STOCKHOLM - Electrolux Group, a leading global appliance company, disclosed its preliminary financial results for the fourth quarter of 2023, revealing an estimated operating loss of approximately SEK -0.7 billion, excluding non-recurring items. The company has attributed a significant portion of this loss to its North American business area, which faced an estimated deficit of around SEK -1.4 billion.
The Group's net sales for the quarter are projected to be around SEK 35.6 billion, marking a slight organic decline of 1%. Including non-recurring items, the operating loss for Electrolux Group is expected to reach approximately SEK -3.2 billion. Despite these losses, the company reported strong cash flow generation, anticipating an operating cash flow after investments for the full year 2023 of approximately SEK 3 billion.
Electrolux attributed the North American losses primarily to increased price competition and subdued demand during key sales periods, including Black Friday. The company also noted that the cost of production in North America remained high compared to some Asian regions, influenced by currency fluctuations, raw material costs, and inflationary pressures. This discrepancy has led to lower market prices, especially in the refrigeration category, which is vital for the North American segment.
The transition of cooking manufacturing in Springfield has also impacted earnings negatively. The legacy factory's closure during the quarter incurred additional costs and affected product availability. The new Springfield factory's ramp-up is expected to be completed by the end of 2024, improving volumes and cost efficiency.
Electrolux has been executing a Group-wide cost reduction and North American turnaround program, which has progressed well in the quarter. However, the savings for the full year fell short of the approximated SEK 6 billion target due to the Springfield transition's temporary effects.

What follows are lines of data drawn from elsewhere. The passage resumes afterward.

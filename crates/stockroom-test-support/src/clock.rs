//! Test clocks — deterministic `Clock` implementations for tests.

use std::sync::Mutex;

use chrono::{DateTime, TimeDelta, Utc};
use stockroom_core::clock::Clock;

/// A clock that always returns a fixed point in time.
#[derive(Debug, Clone, Copy)]
pub struct FixedClock(pub DateTime<Utc>);

impl Clock for FixedClock {
    fn now(&self) -> DateTime<Utc> {
        self.0
    }
}

/// A clock that only moves when a test advances it. Used to step circuit
/// breakers through their counting windows and cool-downs.
#[derive(Debug)]
pub struct ManualClock {
    now: Mutex<DateTime<Utc>>,
}

impl ManualClock {
    /// Creates a clock frozen at `start`.
    #[must_use]
    pub fn new(start: DateTime<Utc>) -> Self {
        Self {
            now: Mutex::new(start),
        }
    }

    /// Moves the clock forward.
    ///
    /// # Panics
    ///
    /// Panics if the internal mutex is poisoned.
    pub fn advance(&self, by: std::time::Duration) {
        let by = TimeDelta::from_std(by).expect("advance duration fits in TimeDelta");
        *self.now.lock().unwrap() += by;
    }
}

impl Clock for ManualClock {
    fn now(&self) -> DateTime<Utc> {
        *self.now.lock().unwrap()
    }
}
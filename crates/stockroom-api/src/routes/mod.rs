//! Route modules.

pub mod checkout;
pub mod health;
pub mod products;
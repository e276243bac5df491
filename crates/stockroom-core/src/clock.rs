//! Wall-clock source shared by the breaker windows and audit stamps.

use chrono::{DateTime, TimeDelta, Utc};

/// Source of the current time. Injected so breaker cool-downs and audit
/// timestamps can be driven deterministically in tests.
pub trait Clock: Send + Sync {
    /// Returns the current time.
    fn now(&self) -> DateTime<Utc>;

    /// Time elapsed since `earlier`, clamped at zero if the clock went back.
    fn since(&self, earlier: DateTime<Utc>) -> TimeDelta {
        (self.now() - earlier).max(TimeDelta::zero())
    }
}

/// Clock backed by `Utc::now`.
#[derive(Debug, Clone, Copy, Default)]
pub struct SystemClock;

impl Clock for SystemClock {
    fn now(&self) -> DateTime<Utc> {
        Utc::now()
    }
}
//! Search index abstraction.

use async_trait::async_trait;

use crate::error::DomainError;
use crate::event::AuditRecord;
use crate::model::Product;

/// Document index kept eventually consistent with the primary store.
#[async_trait]
pub trait SearchIndex: Send + Sync {
    /// Inserts or replaces the document for `product.id`.
    async fn upsert(&self, product: &Product) -> Result<(), DomainError>;

    /// Removes the document for `id`. Returns `false` if it was already
    /// absent, which callers treat as success.
    async fn delete(&self, id: i64) -> Result<bool, DomainError>;

    /// Appends an entry to the audit log.
    async fn append_audit(&self, record: &AuditRecord) -> Result<(), DomainError>;
}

The fourth quarter's income will also be affected by a write-down related to US tax credits, amounting to approximately SEK 1.2 billion, although this will not impact cash flow.
The net negative impact from non-recurring items, totaling roughly SEK 2.5 billion, includes an impairment of assets due to the formation of a new business area encompassing Europe, Asia-Pacific, Middle East & Africa, which resulted in an approximate SEK -0.2 billion loss.
This article is based on a press release statement from Electrolux Group.